L’immédiateté, elle, nous oblige à dégager une réponse rapide aux échéances à venir, en particulier à l’élection présidentielle. Si l’on comprend ce qui nous est présenté [dans les propos des fondateurs de L'APRÈS], il y aurait une première étape : l’organisation d’une gauche unie (des comités citoyens du NFP pourraient l'y contraindre), puis pour le 2e tour son élargissement, enfin son accès au pouvoir.

Si jamais cela advenait, par un heureux (presque) hasard (passer de 30 % à 51 % du 1er tour au 2e), tout le monde peut comprendre que la gauche même unie ne disposerait pas de l’ancrage social nécessaire pour réaliser ses promesses. L'idée d'un mouvement politico-social autour de la gauche, pour valable qu'elle put être à une époque, n'est plus en mesure d'élargir vraiment, parce qu'il s'agit désormais de forces résiduelles (du Secours populaire à la FCPE, pour prendre les plus importantes). Autrement dit, on en revient à la réalité politique du moment : ni le RN ni le macronisme ni la gauche unie ne peuvent accéder au pouvoir en étant légitime.

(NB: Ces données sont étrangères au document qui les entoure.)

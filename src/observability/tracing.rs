//! Tracing subscriber setup.

use tracing_subscriber::{layer::SubscriberExt, util::SubscriberInitExt, EnvFilter};

use crate::config::LogFormat;

/// Initialize tracing.
///
/// `RUST_LOG` wins when set; otherwise `level` applies globally and this
/// crate logs at debug.
///
/// # Panics
///
/// Panics if tracing has already been initialized.
pub fn init_tracing(level: &str, format: LogFormat) {
    let filter = EnvFilter::try_from_default_env()
        .unwrap_or_else(|_| EnvFilter::new(format!("{level},parkline=debug")));

    let (text, json) = match format {
        LogFormat::Text => (
            Some(
                tracing_subscriber::fmt::layer()
                    .with_target(true)
                    .with_thread_ids(true),
            ),
            None,
        ),
        LogFormat::Json => (
            None,
            Some(
                tracing_subscriber::fmt::layer()
                    .json()
                    .with_current_span(false)
                    .with_thread_ids(true),
            ),
        ),
    };

    tracing_subscriber::registry()
        .with(filter)
        .with(text)
        .with(json)
        .init();

    tracing::info!(?format, "Tracing initialized");
}

/// Route parkline's warnings (listener failures, transport errors) into the
/// test harness output. `RUST_LOG` overrides; repeated calls are no-ops.
pub fn init_test_tracing() {
    let filter = EnvFilter::try_from_default_env()
        .unwrap_or_else(|_| EnvFilter::new("off,parkline=warn"));
    let _ = tracing_subscriber::registry()
        .with(filter)
        .with(tracing_subscriber::fmt::layer().with_test_writer())
        .try_init();
}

Quant à tabler sur une re-bipolarisation gauche-droite, à la faveur d'une recomposition de la droite autour du RN et de la disparition du macronisme qui contraindrait les électeurs à choisir le moins pire, ce serait une lecture électoraliste de courte vue, insuffisante pour permettre que se dégagent les bonnes réponses aux problèmes qui nous sont posés, ceux de la légitimité mais aussi ceux de la crise de civilisation – en fait, le problème de la définition d'un projet pour la France ; à défaut de quoi nous aurons l'instabilité (et, faute de mobilisation populaire, l'échec).

Donc, qu'on le veuille ou non, la question de l'élargissement véritable doit être posée toutes affaires cessantes.

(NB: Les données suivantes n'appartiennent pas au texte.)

//! Parkline demo hub.
//!
//! Creates a few topics, parks simulated clients on them and broadcasts JSON
//! ticks until the message budget is spent or the process is interrupted.
//!
//! # Usage
//!
//! ```bash
//! parkline --topics 2 --subscribers 3 --transport long-polling --interval-ms 500
//! ```
//!
//! Environment variables can also be used:
//! - `PARKLINE_TRANSPORT`: long-polling, streaming, sse or websocket
//! - `PARKLINE_MESSAGES`: broadcasts before exit (0 = until Ctrl+C)
//! - `PARKLINE_LOG_FORMAT`: text or json
//! - `RUST_LOG`: Log level (trace, debug, info, warn, error)

use std::sync::Arc;
use std::time::{Duration, SystemTime, UNIX_EPOCH};

use anyhow::Context;
use futures::future::join_all;
use parkline::observability::metrics::init_metrics_with_endpoint;
use parkline::observability::tracing::init_tracing;
use parkline::{
    Broadcaster, BroadcasterConfig, BroadcasterFactory, ChannelSink, Config, Event,
    ExpiryScheduler, Frame, ListenerFn, Resource, TokioScheduler,
};
use serde_json::{json, Value};
use tokio::sync::mpsc::UnboundedReceiver;
use tokio_util::sync::CancellationToken;

/// Print startup banner with version and configuration.
fn print_banner(config: &Config) {
    let version = env!("CARGO_PKG_VERSION");
    eprintln!(
        r#"
  Parkline v{} - suspendable push hub

  Configuration:
    Topics:       {}
    Subscribers:  {} per topic
    Transport:    {}
    Interval:     {}ms
    Messages:     {}
    Log Level:    {}

  Press Ctrl+C to shutdown gracefully.
"#,
        version,
        config.topics,
        config.subscribers,
        config.transport,
        config.interval_ms,
        if config.messages == 0 {
            "unlimited".to_string()
        } else {
            config.messages.to_string()
        },
        config.log_level
    );
}

fn now_millis() -> u64 {
    SystemTime::now()
        .duration_since(UNIX_EPOCH)
        .map_or(0, |d| u64::try_from(d.as_millis()).unwrap_or(u64::MAX))
}

/// Wait for SIGTERM or SIGINT (Ctrl+C), then cancel `shutdown`.
async fn watch_signals(shutdown: CancellationToken) {
    let ctrl_c = tokio::signal::ctrl_c();

    #[cfg(unix)]
    {
        use tokio::signal::unix::{signal, SignalKind};
        match signal(SignalKind::terminate()) {
            Ok(mut sigterm) => {
                tokio::select! {
                    _ = ctrl_c => {
                        tracing::info!("Received SIGINT (Ctrl+C), initiating shutdown...");
                    }
                    _ = sigterm.recv() => {
                        tracing::info!("Received SIGTERM, initiating shutdown...");
                    }
                    () = shutdown.cancelled() => return,
                }
            }
            Err(e) => {
                tracing::warn!(error = %e, "SIGTERM handler unavailable, listening for Ctrl+C only");
                tokio::select! {
                    _ = ctrl_c => tracing::info!("Received Ctrl+C, initiating shutdown..."),
                    () = shutdown.cancelled() => return,
                }
            }
        }
    }

    #[cfg(not(unix))]
    {
        tokio::select! {
            _ = ctrl_c => tracing::info!("Received Ctrl+C, initiating shutdown..."),
            () = shutdown.cancelled() => return,
        }
    }

    shutdown.cancel();
}

/// Connection task of one simulated client.
async fn run_client(
    name: String,
    resource: Resource<Value>,
    broadcaster: Broadcaster<Value>,
    mut frames: UnboundedReceiver<Frame>,
    timeout: Duration,
    shutdown: CancellationToken,
) {
    let mut received = 0usize;
    loop {
        let frame = tokio::select! {
            () = shutdown.cancelled() => break,
            frame = frames.recv() => frame,
        };
        match frame {
            Some(Frame::Data(bytes)) => {
                received += 1;
                tracing::debug!(
                    client = %name,
                    payload = %String::from_utf8_lossy(&bytes),
                    "Frame received"
                );
            }
            Some(Frame::Flush) => {}
            Some(Frame::Close) => {
                if !resource.is_resuming() {
                    tracing::info!(client = %name, state = %resource.state(), "Connection closed");
                    break;
                }
                // re-poll: park again and catch up on anything missed meanwhile
                match broadcaster.resuspend(&resource, timeout) {
                    Ok(0) => {}
                    Ok(replayed) => tracing::debug!(client = %name, replayed, "Caught up after poll"),
                    Err(e) => {
                        tracing::debug!(client = %name, error = %e, "Poll ended");
                        break;
                    }
                }
            }
            None => break,
        }
    }

    if let Err(e) = resource.cancel() {
        tracing::trace!(client = %name, error = %e, "Cancel after shutdown");
    }
    tracing::info!(client = %name, received, "Client finished");
}

#[tokio::main]
async fn main() -> anyhow::Result<()> {
    // Parse configuration from CLI arguments and environment
    let config = Config::parse_args();

    init_tracing(&config.log_level, config.log_format);
    init_metrics_with_endpoint(config.otel_endpoint.as_deref());

    print_banner(&config);

    let shutdown = CancellationToken::new();
    tokio::spawn(watch_signals(shutdown.clone()));

    let scheduler: Arc<dyn ExpiryScheduler> =
        Arc::new(TokioScheduler::current().context("expiry scheduler")?);
    let factory = BroadcasterFactory::<Value>::new(BroadcasterConfig::from(&config));
    let timeout = config.suspend_timeout();

    let mut resources = Vec::new();
    let mut clients = Vec::new();
    for t in 0..config.topics {
        let topic = format!("topic-{t}");
        let broadcaster = factory.get_or_create(&topic);

        for c in 0..config.subscribers {
            let name = format!("{topic}/client-{c}");
            let (sink, frames) = ChannelSink::<Value>::new();
            let resource =
                Resource::<Value>::new(config.transport, Arc::new(sink), Arc::clone(&scheduler));

            let audit = name.clone();
            resource.add_listener(ListenerFn::arc("audit", move |ev: &Event<Value>| {
                if ev.is_resumed_on_timeout() {
                    tracing::info!(client = %audit, "Client poll expired");
                }
                Ok(())
            }))?;
            resource
                .suspend(timeout)
                .with_context(|| format!("suspending {name}"))?;
            broadcaster
                .subscribe(&resource)
                .with_context(|| format!("subscribing {name}"))?;

            clients.push(tokio::spawn(run_client(
                name,
                resource.clone(),
                broadcaster.clone(),
                frames,
                timeout,
                shutdown.clone(),
            )));
            resources.push(resource);
        }
    }
    tracing::info!(
        topics = factory.len(),
        clients = resources.len(),
        transport = %config.transport,
        "Hub started"
    );

    let mut ticker = tokio::time::interval(config.interval());
    let mut seq = 0u64;
    loop {
        tokio::select! {
            () = shutdown.cancelled() => break,
            _ = ticker.tick() => {}
        }
        seq += 1;

        for topic in factory.ids() {
            let Some(broadcaster) = factory.lookup(&topic) else {
                continue;
            };
            let message = json!({ "topic": topic, "seq": seq, "at_ms": now_millis() });
            match broadcaster.broadcast(message) {
                Ok(outcome) => tracing::info!(
                    topic = %topic,
                    seq,
                    resumed = outcome.resumed,
                    skipped = outcome.skipped,
                    failed = outcome.failures.len(),
                    "Broadcast"
                ),
                Err(e) => tracing::warn!(topic = %topic, error = %e, "Broadcast rejected"),
            }
        }

        if config.messages > 0 && seq >= config.messages {
            tracing::info!(seq, "Message budget spent");
            break;
        }
    }

    shutdown.cancel();
    for resource in &resources {
        resource.destroy();
    }
    factory.destroy_all();
    for result in join_all(clients).await {
        if let Err(e) = result {
            tracing::warn!(error = %e, "Client task failed");
        }
    }

    tracing::info!("Parkline shutdown complete");
    Ok(())
}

(Je passe sur l’aspect unitaire d’une telle gauche, dont on sait qu’elle se divisera assez rapidement une fois au pouvoir devant les contraintes austéritaires de l’UE et l’attitude à adopter face à la déstabilisation menée par ses ennemis 2.)

C’est à partir de ce constat que toute organisation politique devrait commencer à réfléchir.

2/ Un autre aspect doit être traité, en relation avec le premier. L’articulation entre la situation politique du moment (le problème de la légitimité) et l’exigence d’une autre démocratie qui passerait par la revendication d’une VIe république.

ll existe toutes sortes de structures qui prônent le retour au peuple à travers une nouvelle Constituante… Le problème est le suivant : la population, au stade actuel, se mobiliserait-elle pour un objectif institutionnel ? La tentative du Mouvement pour la VIe république (M6R) de 2016, qui a précédé la création de LFI, a un peu montré la difficulté de l’exercice. Il manque une étape entre la situation du moment et le but ultime (une nouvelle république démocratique, écologique et sociale qui passerait constitutionnellement par une Assemblée constituante). Ce pont, et c’est là qu’intervient la possibilité aussi bien de l’élargissement de la gauche que le rapprochement du but, c’est le processus constituant. Qui ne doit pas être confondu, donc, avec le but ultime.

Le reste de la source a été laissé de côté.